The world requires energy surety (safety, security, reliability, cost effectiveness, and sustainability) to support economic development, a high standard of living and national/global security. We formulated a conceptual model for multi-scale analysis of the Global Energy System (GES) to evaluate the effective means of achieving energy security or surety while meeting global carbon goals. The model represents interacting entities at a variety of scales (nations, industries, consumers) that have resources (material, funds, energy), technologies (transform resources, emit CO2) and competing needs (energy surety, standard-of-living).
A simplified version of the model was implemented and preliminary analyses of two test cases were conducted.
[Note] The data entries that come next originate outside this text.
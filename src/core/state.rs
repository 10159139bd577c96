// Copyright 2024-2026 gradmin developers
//
// Licensed under the Apache License, Version 2.0 <LICENSE-APACHE or
// http://apache.org/licenses/LICENSE-2.0> or the MIT license <LICENSE-MIT or
// http://opensource.org/licenses/MIT>, at your option. This file may not be
// copied, modified, or distributed except according to those terms.

use crate::core::{GradminFloat, Problem, TerminationReason};
use instant;
#[cfg(feature = "serde1")]
use serde::{Deserialize, Serialize};
use std::collections::HashMap;

/// A pair of current point and current search direction.
///
/// Line-search components operate on a fixed `(x, d)` pair; minimizer
/// drivers construct one per outer iteration. `d` need not be normalized.
#[derive(Clone, Debug, Default, PartialEq)]
#[cfg_attr(feature = "serde1", derive(Serialize, Deserialize))]
pub struct SearchState<P> {
    /// Current point
    pub param: P,
    /// Current search direction
    pub direction: P,
}

impl<P> SearchState<P> {
    /// Constructor
    pub fn new(param: P, direction: P) -> Self {
        SearchState { param, direction }
    }
}

/// Minimal interface of an iteration state, used by the
/// [`Executor`](`crate::core::Executor`) and by observers.
pub trait State {
    /// Type of the parameter vector
    type Param: Clone;
    /// Floating point precision
    type Float: GradminFloat;

    /// Construct a new state with default values
    fn new() -> Self;

    /// Update the best-parameter tracking based on the current cost
    fn update(&mut self);

    /// Returns a reference to the current parameter vector
    fn get_param(&self) -> Option<&Self::Param>;

    /// Returns a reference to the best parameter vector found so far
    fn get_best_param(&self) -> Option<&Self::Param>;

    /// Returns the maximum number of iterations
    fn get_max_iters(&self) -> u64;

    /// Returns the current iteration number
    fn get_iter(&self) -> u64;

    /// Increment the iteration number by one
    fn increment_iter(&mut self);

    /// Returns the current cost function value
    fn get_cost(&self) -> Self::Float;

    /// Returns the best cost function value found so far
    fn get_best_cost(&self) -> Self::Float;

    /// Returns the target cost function value
    fn get_target_cost(&self) -> Self::Float;

    /// Copy the function evaluation counts out of a `Problem`
    fn func_counts<O>(&mut self, problem: &Problem<O>);

    /// Returns the function evaluation counts
    fn get_func_counts(&self) -> &HashMap<String, u64>;

    /// Set the elapsed time
    fn time(&mut self, time: Option<instant::Duration>) -> &mut Self;

    /// Returns the elapsed time
    fn get_time(&self) -> Option<instant::Duration>;

    /// Returns the iteration number of the last best parameter vector
    fn get_last_best_iter(&self) -> u64;

    /// Set the termination reason
    #[must_use]
    fn termination_reason(self, reason: TerminationReason) -> Self;

    /// Returns the termination reason
    fn get_termination_reason(&self) -> TerminationReason;

    /// Returns `true` if the run is terminated
    fn terminated(&self) -> bool {
        self.get_termination_reason().terminated()
    }

    /// Returns `true` if the most recent iteration found a new best parameter
    fn is_best(&self) -> bool {
        self.get_last_best_iter() == self.get_iter()
    }
}

/// Maintains the state from iteration to iteration of a solver.
///
/// Keeps track of the parameter vector, gradient, Hessian and inverse
/// Hessian of the current and previous iteration, the best parameter vector
/// found so far, cost function values, iteration numbers, function
/// evaluation counts, elapsed time and the termination reason.
#[derive(Clone, Debug, Default)]
#[cfg_attr(feature = "serde1", derive(Serialize, Deserialize))]
pub struct IterState<P, H, F> {
    /// Current parameter vector
    pub param: Option<P>,
    /// Previous parameter vector
    pub prev_param: Option<P>,
    /// Current best parameter vector
    pub best_param: Option<P>,
    /// Previous best parameter vector
    pub prev_best_param: Option<P>,
    /// Current cost function value
    pub cost: F,
    /// Previous cost function value
    pub prev_cost: F,
    /// Current best cost function value
    pub best_cost: F,
    /// Previous best cost function value
    pub prev_best_cost: F,
    /// Target cost function value
    pub target_cost: F,
    /// Current gradient
    pub grad: Option<P>,
    /// Previous gradient
    pub prev_grad: Option<P>,
    /// Current Hessian
    pub hessian: Option<H>,
    /// Previous Hessian
    pub prev_hessian: Option<H>,
    /// Current inverse Hessian
    pub inv_hessian: Option<H>,
    /// Previous inverse Hessian
    pub prev_inv_hessian: Option<H>,
    /// Current iteration
    pub iter: u64,
    /// Iteration number of last best cost
    pub last_best_iter: u64,
    /// Maximum number of iterations
    pub max_iters: u64,
    /// Evaluation counts
    pub counts: HashMap<String, u64>,
    /// Time required so far
    pub time: Option<instant::Duration>,
    /// Reason of termination
    pub termination_reason: TerminationReason,
}

impl<P, H, F> IterState<P, H, F>
where
    P: Clone,
    H: Clone,
    F: GradminFloat,
{
    /// Set the parameter vector. This shifts the stored parameter vector to
    /// the previous parameter vector.
    ///
    /// # Example
    ///
    /// ```
    /// # use gradmin::core::{IterState, State};
    /// # let state: IterState<Vec<f64>, (), f64> = IterState::new();
    /// let state = state.param(vec![1.0f64, 2.0]);
    /// # assert_eq!(state.param.as_ref().unwrap()[0].to_ne_bytes(), 1.0f64.to_ne_bytes());
    /// ```
    #[must_use]
    pub fn param(mut self, param: P) -> Self {
        std::mem::swap(&mut self.prev_param, &mut self.param);
        self.param = Some(param);
        self
    }

    /// Set the gradient. This shifts the stored gradient to the previous
    /// gradient.
    #[must_use]
    pub fn gradient(mut self, gradient: P) -> Self {
        std::mem::swap(&mut self.prev_grad, &mut self.grad);
        self.grad = Some(gradient);
        self
    }

    /// Set the Hessian. This shifts the stored Hessian to the previous
    /// Hessian.
    #[must_use]
    pub fn hessian(mut self, hessian: H) -> Self {
        std::mem::swap(&mut self.prev_hessian, &mut self.hessian);
        self.hessian = Some(hessian);
        self
    }

    /// Set the inverse Hessian. This shifts the stored inverse Hessian to
    /// the previous inverse Hessian.
    #[must_use]
    pub fn inv_hessian(mut self, inv_hessian: H) -> Self {
        std::mem::swap(&mut self.prev_inv_hessian, &mut self.inv_hessian);
        self.inv_hessian = Some(inv_hessian);
        self
    }

    /// Set the current cost function value. This shifts the stored cost to
    /// the previous cost.
    #[must_use]
    pub fn cost(mut self, cost: F) -> Self {
        std::mem::swap(&mut self.prev_cost, &mut self.cost);
        self.cost = cost;
        self
    }

    /// Set the target cost. When this cost is reached, the algorithm stops.
    /// The default is `F::NEG_INFINITY`.
    #[must_use]
    pub fn target_cost(mut self, target_cost: F) -> Self {
        self.target_cost = target_cost;
        self
    }

    /// Set the maximum number of iterations
    ///
    /// # Example
    ///
    /// ```
    /// # use gradmin::core::{IterState, State};
    /// # let state: IterState<Vec<f64>, (), f64> = IterState::new();
    /// let state = state.max_iters(1000);
    /// # assert_eq!(state.max_iters, 1000);
    /// ```
    #[must_use]
    pub fn max_iters(mut self, iters: u64) -> Self {
        self.max_iters = iters;
        self
    }

    /// Returns the previous cost function value
    pub fn get_prev_cost(&self) -> F {
        self.prev_cost
    }

    /// Returns a reference to the gradient
    pub fn get_grad(&self) -> Option<&P> {
        self.grad.as_ref()
    }

    /// Returns a reference to the previous gradient
    pub fn get_prev_grad(&self) -> Option<&P> {
        self.prev_grad.as_ref()
    }

    /// Returns a reference to the inverse Hessian
    pub fn get_inv_hessian(&self) -> Option<&H> {
        self.inv_hessian.as_ref()
    }

    /// Moves the current parameter vector out and replaces it internally
    /// with `None`
    pub fn take_param(&mut self) -> Option<P> {
        self.param.take()
    }

    /// Moves the gradient out and replaces it internally with `None`
    pub fn take_grad(&mut self) -> Option<P> {
        self.grad.take()
    }

    /// Moves the Hessian out and replaces it internally with `None`
    pub fn take_hessian(&mut self) -> Option<H> {
        self.hessian.take()
    }

    /// Moves the inverse Hessian out and replaces it internally with `None`
    pub fn take_inv_hessian(&mut self) -> Option<H> {
        self.inv_hessian.take()
    }
}

impl<P, H, F> State for IterState<P, H, F>
where
    P: Clone,
    H: Clone,
    F: GradminFloat,
{
    type Param = P;
    type Float = F;

    fn new() -> Self {
        IterState {
            param: None,
            prev_param: None,
            best_param: None,
            prev_best_param: None,
            cost: F::infinity(),
            prev_cost: F::infinity(),
            best_cost: F::infinity(),
            prev_best_cost: F::infinity(),
            target_cost: F::neg_infinity(),
            grad: None,
            prev_grad: None,
            hessian: None,
            prev_hessian: None,
            inv_hessian: None,
            prev_inv_hessian: None,
            iter: 0,
            last_best_iter: 0,
            max_iters: std::u64::MAX,
            counts: HashMap::new(),
            time: Some(instant::Duration::new(0, 0)),
            termination_reason: TerminationReason::NotTerminated,
        }
    }

    fn update(&mut self) {
        // A +Inf cost is considered an improvement over a +Inf best cost so
        // that the initial parameter vector is recorded as best.
        if self.cost < self.best_cost
            || (self.cost.is_infinite()
                && self.best_cost.is_infinite()
                && self.cost.is_sign_positive() == self.best_cost.is_sign_positive())
        {
            if let Some(param) = self.param.clone() {
                std::mem::swap(&mut self.prev_best_param, &mut self.best_param);
                self.best_param = Some(param);
            }
            std::mem::swap(&mut self.prev_best_cost, &mut self.best_cost);
            self.best_cost = self.cost;
            self.last_best_iter = self.iter;
        }
    }

    fn get_param(&self) -> Option<&P> {
        self.param.as_ref()
    }

    fn get_best_param(&self) -> Option<&P> {
        self.best_param.as_ref()
    }

    fn get_max_iters(&self) -> u64 {
        self.max_iters
    }

    fn get_iter(&self) -> u64 {
        self.iter
    }

    fn increment_iter(&mut self) {
        self.iter += 1;
    }

    fn get_cost(&self) -> F {
        self.cost
    }

    fn get_best_cost(&self) -> F {
        self.best_cost
    }

    fn get_target_cost(&self) -> F {
        self.target_cost
    }

    fn func_counts<O>(&mut self, problem: &Problem<O>) {
        for (&k, &v) in problem.counts.iter() {
            let count = self.counts.entry(k.to_string()).or_insert(0);
            *count = v
        }
    }

    fn get_func_counts(&self) -> &HashMap<String, u64> {
        &self.counts
    }

    fn time(&mut self, time: Option<instant::Duration>) -> &mut Self {
        self.time = time;
        self
    }

    fn get_time(&self) -> Option<instant::Duration> {
        self.time
    }

    fn get_last_best_iter(&self) -> u64 {
        self.last_best_iter
    }

    fn termination_reason(mut self, reason: TerminationReason) -> Self {
        self.termination_reason = reason;
        self
    }

    fn get_termination_reason(&self) -> TerminationReason {
        self.termination_reason
    }
}

#[cfg(test)]
mod tests {
    use super::*;

    send_sync_test!(iterstate, IterState<Vec<f64>, Vec<Vec<f64>>, f64>);
    send_sync_test!(searchstate, SearchState<Vec<f64>>);

    #[test]
    fn test_param_shift() {
        let state: IterState<Vec<f64>, (), f64> = IterState::new();
        let state = state.param(vec![1.0, 2.0]);
        assert!(state.prev_param.is_none());
        let state = state.param(vec![3.0, 4.0]);
        assert!((state.prev_param.as_ref().unwrap()[0] - 1.0).abs() < f64::EPSILON);
        assert!((state.param.as_ref().unwrap()[0] - 3.0).abs() < f64::EPSILON);
    }

    #[test]
    fn test_update_tracks_best() {
        let mut state: IterState<Vec<f64>, (), f64> = IterState::new();
        state = state.param(vec![1.0]).cost(5.0);
        state.update();
        assert!((state.get_best_cost() - 5.0).abs() < f64::EPSILON);
        state = state.param(vec![2.0]).cost(10.0);
        state.update();
        // cost got worse, best stays
        assert!((state.get_best_cost() - 5.0).abs() < f64::EPSILON);
        assert!((state.get_best_param().unwrap()[0] - 1.0).abs() < f64::EPSILON);
        state = state.param(vec![3.0]).cost(1.0);
        state.update();
        assert!((state.get_best_cost() - 1.0).abs() < f64::EPSILON);
    }

    #[test]
    fn test_termination() {
        let state: IterState<Vec<f64>, (), f64> = IterState::new();
        assert!(!state.terminated());
        let state = state.termination_reason(TerminationReason::MaxItersReached);
        assert!(state.terminated());
    }

    #[test]
    fn test_func_counts() {
        let mut problem = Problem::new(());
        problem.counts.insert("cost_count", 3);
        let mut state: IterState<Vec<f64>, (), f64> = IterState::new();
        state.func_counts(&problem);
        assert_eq!(state.get_func_counts()["cost_count"], 3);
        problem.counts.insert("cost_count", 5);
        state.func_counts(&problem);
        assert_eq!(state.get_func_counts()["cost_count"], 5);
    }
}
The limited purpose of these simulations was to test the model’s ability to produce selected qualitative responses that would be expected in a real system that matched the model constraints: an overall increase in power price as a finite fuel resource is depleted, and an increase in power price and decrease in usage if carbon emissions associated with fossil fuel use are taxed. The behavior of the initial model conformed to important qualitative expectations about the real system.
This work led to the national Transportation Fuels Network model where, to date, several models of petroleum infrastructure have been placed into the database accessed by the NetFlow Dynamics application. The primary model represents a network of U. S. oil fields, transmission pipelines, rail lines, refineries, tank farms, and distribution terminals. Other petroleum networks include the NISAC Global Crude Oil Model and models of petroleum infrastructure in several foreign countries.